*Dataset excerpts*:
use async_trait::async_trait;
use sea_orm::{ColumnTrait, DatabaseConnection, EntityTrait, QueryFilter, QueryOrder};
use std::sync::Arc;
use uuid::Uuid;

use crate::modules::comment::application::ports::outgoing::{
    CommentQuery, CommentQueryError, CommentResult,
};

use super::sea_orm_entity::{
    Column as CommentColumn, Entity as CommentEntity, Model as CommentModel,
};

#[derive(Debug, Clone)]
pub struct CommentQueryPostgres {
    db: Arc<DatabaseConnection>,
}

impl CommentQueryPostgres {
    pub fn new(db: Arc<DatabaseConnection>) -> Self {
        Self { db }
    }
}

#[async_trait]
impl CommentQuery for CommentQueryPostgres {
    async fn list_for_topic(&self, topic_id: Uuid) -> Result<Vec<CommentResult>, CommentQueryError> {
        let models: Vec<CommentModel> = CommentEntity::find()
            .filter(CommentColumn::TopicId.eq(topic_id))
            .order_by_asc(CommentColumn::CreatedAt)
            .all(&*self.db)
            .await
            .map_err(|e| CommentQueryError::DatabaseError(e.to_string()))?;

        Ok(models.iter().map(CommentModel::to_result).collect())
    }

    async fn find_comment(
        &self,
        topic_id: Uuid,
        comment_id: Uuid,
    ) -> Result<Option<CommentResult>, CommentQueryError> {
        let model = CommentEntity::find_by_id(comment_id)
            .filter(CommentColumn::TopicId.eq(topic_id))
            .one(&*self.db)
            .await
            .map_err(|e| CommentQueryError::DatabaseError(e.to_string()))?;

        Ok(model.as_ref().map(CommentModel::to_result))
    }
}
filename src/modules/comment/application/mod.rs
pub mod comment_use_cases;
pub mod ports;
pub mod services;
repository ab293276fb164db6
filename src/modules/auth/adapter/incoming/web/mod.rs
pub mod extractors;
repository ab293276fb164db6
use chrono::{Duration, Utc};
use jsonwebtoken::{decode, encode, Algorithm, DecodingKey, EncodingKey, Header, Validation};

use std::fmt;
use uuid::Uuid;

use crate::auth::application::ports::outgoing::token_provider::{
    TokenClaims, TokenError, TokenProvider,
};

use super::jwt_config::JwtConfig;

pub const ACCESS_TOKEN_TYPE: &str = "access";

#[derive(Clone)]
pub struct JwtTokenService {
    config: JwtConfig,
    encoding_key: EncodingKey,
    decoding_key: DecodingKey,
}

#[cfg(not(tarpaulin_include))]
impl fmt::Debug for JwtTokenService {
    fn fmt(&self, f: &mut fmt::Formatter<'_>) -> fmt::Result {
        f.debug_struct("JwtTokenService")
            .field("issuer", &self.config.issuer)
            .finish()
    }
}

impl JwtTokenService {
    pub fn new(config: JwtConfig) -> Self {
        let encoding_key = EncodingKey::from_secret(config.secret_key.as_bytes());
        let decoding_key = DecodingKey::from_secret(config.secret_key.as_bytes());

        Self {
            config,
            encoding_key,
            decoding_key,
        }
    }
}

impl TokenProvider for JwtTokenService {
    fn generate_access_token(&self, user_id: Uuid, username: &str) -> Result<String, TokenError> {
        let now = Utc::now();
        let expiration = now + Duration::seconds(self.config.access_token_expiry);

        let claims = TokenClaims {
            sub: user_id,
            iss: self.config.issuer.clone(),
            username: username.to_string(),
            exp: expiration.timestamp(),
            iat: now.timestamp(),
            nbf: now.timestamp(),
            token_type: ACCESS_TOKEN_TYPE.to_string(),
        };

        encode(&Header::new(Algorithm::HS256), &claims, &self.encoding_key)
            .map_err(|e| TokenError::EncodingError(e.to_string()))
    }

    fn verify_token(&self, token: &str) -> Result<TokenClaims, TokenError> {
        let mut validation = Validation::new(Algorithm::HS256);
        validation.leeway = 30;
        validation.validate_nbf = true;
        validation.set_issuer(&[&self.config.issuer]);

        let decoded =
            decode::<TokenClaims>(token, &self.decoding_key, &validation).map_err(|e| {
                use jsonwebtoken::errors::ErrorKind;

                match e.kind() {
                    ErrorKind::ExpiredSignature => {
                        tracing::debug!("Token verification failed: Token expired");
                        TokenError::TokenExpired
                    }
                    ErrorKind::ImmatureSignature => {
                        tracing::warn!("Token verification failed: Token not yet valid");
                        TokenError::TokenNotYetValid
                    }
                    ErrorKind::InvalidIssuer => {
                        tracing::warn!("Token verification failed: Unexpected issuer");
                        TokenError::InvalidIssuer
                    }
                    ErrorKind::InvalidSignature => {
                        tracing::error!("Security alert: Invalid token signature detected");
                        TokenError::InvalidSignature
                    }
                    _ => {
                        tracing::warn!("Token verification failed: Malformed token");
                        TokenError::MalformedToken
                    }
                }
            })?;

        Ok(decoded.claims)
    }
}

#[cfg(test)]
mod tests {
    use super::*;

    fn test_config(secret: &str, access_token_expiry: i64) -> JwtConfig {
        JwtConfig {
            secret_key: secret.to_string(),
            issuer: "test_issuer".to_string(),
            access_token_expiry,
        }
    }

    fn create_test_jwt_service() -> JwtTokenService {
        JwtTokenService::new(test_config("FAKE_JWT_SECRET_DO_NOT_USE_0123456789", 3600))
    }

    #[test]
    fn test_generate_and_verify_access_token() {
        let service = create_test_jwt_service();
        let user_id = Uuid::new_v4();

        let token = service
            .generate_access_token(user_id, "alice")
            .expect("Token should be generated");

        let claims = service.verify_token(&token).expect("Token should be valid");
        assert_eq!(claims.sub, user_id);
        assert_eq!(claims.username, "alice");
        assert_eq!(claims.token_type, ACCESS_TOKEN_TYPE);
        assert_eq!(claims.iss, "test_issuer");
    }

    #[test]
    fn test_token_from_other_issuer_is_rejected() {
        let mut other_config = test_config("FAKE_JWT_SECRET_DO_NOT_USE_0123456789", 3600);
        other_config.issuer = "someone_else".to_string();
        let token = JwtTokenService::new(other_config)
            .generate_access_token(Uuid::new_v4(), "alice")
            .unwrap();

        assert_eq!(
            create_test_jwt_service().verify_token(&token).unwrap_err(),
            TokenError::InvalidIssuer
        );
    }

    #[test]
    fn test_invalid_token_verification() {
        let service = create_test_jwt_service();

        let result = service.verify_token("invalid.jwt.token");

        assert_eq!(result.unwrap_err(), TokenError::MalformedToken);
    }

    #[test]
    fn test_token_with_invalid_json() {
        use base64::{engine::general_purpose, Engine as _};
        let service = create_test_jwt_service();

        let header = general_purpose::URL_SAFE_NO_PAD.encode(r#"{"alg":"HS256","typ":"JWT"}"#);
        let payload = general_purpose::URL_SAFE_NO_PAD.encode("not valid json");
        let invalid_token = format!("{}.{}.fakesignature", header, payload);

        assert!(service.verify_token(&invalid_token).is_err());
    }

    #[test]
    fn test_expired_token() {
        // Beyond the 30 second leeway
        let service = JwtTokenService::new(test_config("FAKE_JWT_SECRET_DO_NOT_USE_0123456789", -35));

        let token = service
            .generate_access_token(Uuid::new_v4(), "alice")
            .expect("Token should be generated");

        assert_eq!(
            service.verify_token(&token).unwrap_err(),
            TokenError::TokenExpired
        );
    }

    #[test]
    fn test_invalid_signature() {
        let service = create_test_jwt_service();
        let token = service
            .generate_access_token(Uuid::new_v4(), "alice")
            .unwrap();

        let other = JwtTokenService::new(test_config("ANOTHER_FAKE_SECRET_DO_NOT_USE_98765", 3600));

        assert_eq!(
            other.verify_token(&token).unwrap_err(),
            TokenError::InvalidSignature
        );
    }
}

*WHAT YOU ARE ASKED TO DO*:
All records above are to be returned exactly as given.

*ANSWER*:
use async_trait::async_trait;
use sea_orm::{ColumnTrait, DatabaseConnection, EntityTrait, QueryFilter, QueryOrder};
use std::sync::Arc;
use uuid::Uuid;

use crate::modules::comment::application::ports::outgoing::{
    CommentQuery, CommentQueryError, CommentResult,
};

use super::sea_orm_entity::{
    Column as CommentColumn, Entity as CommentEntity, Model as CommentModel,
};

#[derive(Debug, Clone)]
pub struct CommentQueryPostgres {
    db: Arc<DatabaseConnection>,
}

impl CommentQueryPostgres {
    pub fn new(db: Arc<DatabaseConnection>) -> Self {
        Self { db }
    }
}

#[async_trait]
impl CommentQuery for CommentQueryPostgres {
    async fn list_for_topic(&self, topic_id: Uuid) -> Result<Vec<CommentResult>, CommentQueryError> {
        let models: Vec<CommentModel> = CommentEntity::find()
            .filter(CommentColumn::TopicId.eq(topic_id))
            .order_by_asc(CommentColumn::CreatedAt)
            .all(&*self.db)
            .await
            .map_err(|e| CommentQueryError::DatabaseError(e.to_string()))?;

        Ok(models.iter().map(CommentModel::to_result).collect())
    }

    async fn find_comment(
        &self,
        topic_id: Uuid,
        comment_id: Uuid,
    ) -> Result<Option<CommentResult>, CommentQueryError> {
        let model = CommentEntity::find_by_id(comment_id)
            .filter(CommentColumn::TopicId.eq(topic_id))
            .one(&*self.db)
            .await
            .map_err(|e| CommentQueryError::DatabaseError(e.to_string()))?;

        Ok(model.as_ref().map(CommentModel::to_result))
    }
}
filename src/modules/comment/application/mod.rs
pub mod comment_use_cases;
pub mod ports;
pub mod services;
repository ab293276fb164db6
filename src/modules/auth/adapter/incoming/web/mod.rs
pub mod extractors;
repository ab293276fb164db6
use chrono::{Duration, Utc};
use jsonwebtoken::{decode, encode, Algorithm, DecodingKey, EncodingKey, Header, Validation};

use std::fmt;
use uuid::Uuid;

use crate::auth::application::ports::outgoing::token_provider::{
    TokenClaims, TokenError, TokenProvider,
};

use super::jwt_config::JwtConfig;

pub const ACCESS_TOKEN_TYPE: &str = "access";

#[derive(Clone)]
pub struct JwtTokenService {
    config: JwtConfig,
    encoding_key: EncodingKey,
    decoding_key: DecodingKey,
}

#[cfg(not(tarpaulin_include))]
impl fmt::Debug for JwtTokenService {
    fn fmt(&self, f: &mut fmt::Formatter<'_>) -> fmt::Result {
        f.debug_struct("JwtTokenService")
            .field("issuer", &self.config.issuer)
            .finish()
    }
}

impl JwtTokenService {
    pub fn new(config: JwtConfig) -> Self {
        let encoding_key = EncodingKey::from_secret(config.secret_key.as_bytes());
        let decoding_key = DecodingKey::from_secret(config.secret_key.as_bytes());

        Self {
            config,
            encoding_key,
            decoding_key,
        }
    }
}

impl TokenProvider for JwtTokenService {
    fn generate_access_token(&self, user_id: Uuid, username: &str) -> Result<String, TokenError> {
        let now = Utc::now();
        let expiration = now + Duration::seconds(self.config.access_token_expiry);

        let claims = TokenClaims {
            sub: user_id,
            iss: self.config.issuer.clone(),
            username: username.to_string(),
            exp: expiration.timestamp(),
            iat: now.timestamp(),
            nbf: now.timestamp(),
            token_type: ACCESS_TOKEN_TYPE.to_string(),
        };

        encode(&Header::new(Algorithm::HS256), &claims, &self.encoding_key)
            .map_err(|e| TokenError::EncodingError(e.to_string()))
    }

    fn verify_token(&self, token: &str) -> Result<TokenClaims, TokenError> {
        let mut validation = Validation::new(Algorithm::HS256);
        validation.leeway = 30;
        validation.validate_nbf = true;
        validation.set_issuer(&[&self.config.issuer]);

        let decoded =
            decode::<TokenClaims>(token, &self.decoding_key, &validation).map_err(|e| {
                use jsonwebtoken::errors::ErrorKind;

                match e.kind() {
                    ErrorKind::ExpiredSignature => {
                        tracing::debug!("Token verification failed: Token expired");
                        TokenError::TokenExpired
                    }
                    ErrorKind::ImmatureSignature => {
                        tracing::warn!("Token verification failed: Token not yet valid");
                        TokenError::TokenNotYetValid
                    }
                    ErrorKind::InvalidIssuer => {
                        tracing::warn!("Token verification failed: Unexpected issuer");
                        TokenError::InvalidIssuer
                    }
                    ErrorKind::InvalidSignature => {
                        tracing::error!("Security alert: Invalid token signature detected");
                        TokenError::InvalidSignature
                    }
                    _ => {
                        tracing::warn!("Token verification failed: Malformed token");
                        TokenError::MalformedToken
                    }
                }
            })?;

        Ok(decoded.claims)
    }
}

#[cfg(test)]
mod tests {
    use super::*;

    fn test_config(secret: &str, access_token_expiry: i64) -> JwtConfig {
        JwtConfig {
            secret_key: secret.to_string(),
            issuer: "test_issuer".to_string(),
            access_token_expiry,
        }
    }

    fn create_test_jwt_service() -> JwtTokenService {
        JwtTokenService::new(test_config("FAKE_JWT_SECRET_DO_NOT_USE_0123456789", 3600))
    }

    #[test]
    fn test_generate_and_verify_access_token() {
        let service = create_test_jwt_service();
        let user_id = Uuid::new_v4();

        let token = service
            .generate_access_token(user_id, "alice")
            .expect("Token should be generated");

        let claims = service.verify_token(&token).expect("Token should be valid");
        assert_eq!(claims.sub, user_id);
        assert_eq!(claims.username, "alice");
        assert_eq!(claims.token_type, ACCESS_TOKEN_TYPE);
        assert_eq!(claims.iss, "test_issuer");
    }

    #[test]
    fn test_token_from_other_issuer_is_rejected() {
        let mut other_config = test_config("FAKE_JWT_SECRET_DO_NOT_USE_0123456789", 3600);
        other_config.issuer = "someone_else".to_string();
        let token = JwtTokenService::new(other_config)
            .generate_access_token(Uuid::new_v4(), "alice")
            .unwrap();

        assert_eq!(
            create_test_jwt_service().verify_token(&token).unwrap_err(),
            TokenError::InvalidIssuer
        );
    }

    #[test]
    fn test_invalid_token_verification() {
        let service = create_test_jwt_service();

        let result = service.verify_token("invalid.jwt.token");

        assert_eq!(result.unwrap_err(), TokenError::MalformedToken);
    }

    #[test]
    fn test_token_with_invalid_json() {
        use base64::{engine::general_purpose, Engine as _};
        let service = create_test_jwt_service();

        let header = general_purpose::URL_SAFE_NO_PAD.encode(r#"{"alg":"HS256","typ":"JWT"}"#);
        let payload = general_purpose::URL_SAFE_NO_PAD.encode("not valid json");
        let invalid_token = format!("{}.{}.fakesignature", header, payload);

        assert!(service.verify_token(&invalid_token).is_err());
    }

    #[test]
    fn test_expired_token() {
        // Beyond the 30 second leeway
        let service = JwtTokenService::new(test_config("FAKE_JWT_SECRET_DO_NOT_USE_0123456789", -35));

        let token = service
            .generate_access_token(Uuid::new_v4(), "alice")
            .expect("Token should be generated");

        assert_eq!(
            service.verify_token(&token).unwrap_err(),
            TokenError::TokenExpired
        );
    }

    #[test]
    fn test_invalid_signature() {
        let service = create_test_jwt_service();
        let token = service
            .generate_access_token(Uuid::new_v4(), "alice")
            .unwrap();

        let other = JwtTokenService::new(test_config("ANOTHER_FAKE_SECRET_DO_NOT_USE_98765", 3600));

        assert_eq!(
            other.verify_token(&token).unwrap_err(),
            TokenError::InvalidSignature
        );
    }
}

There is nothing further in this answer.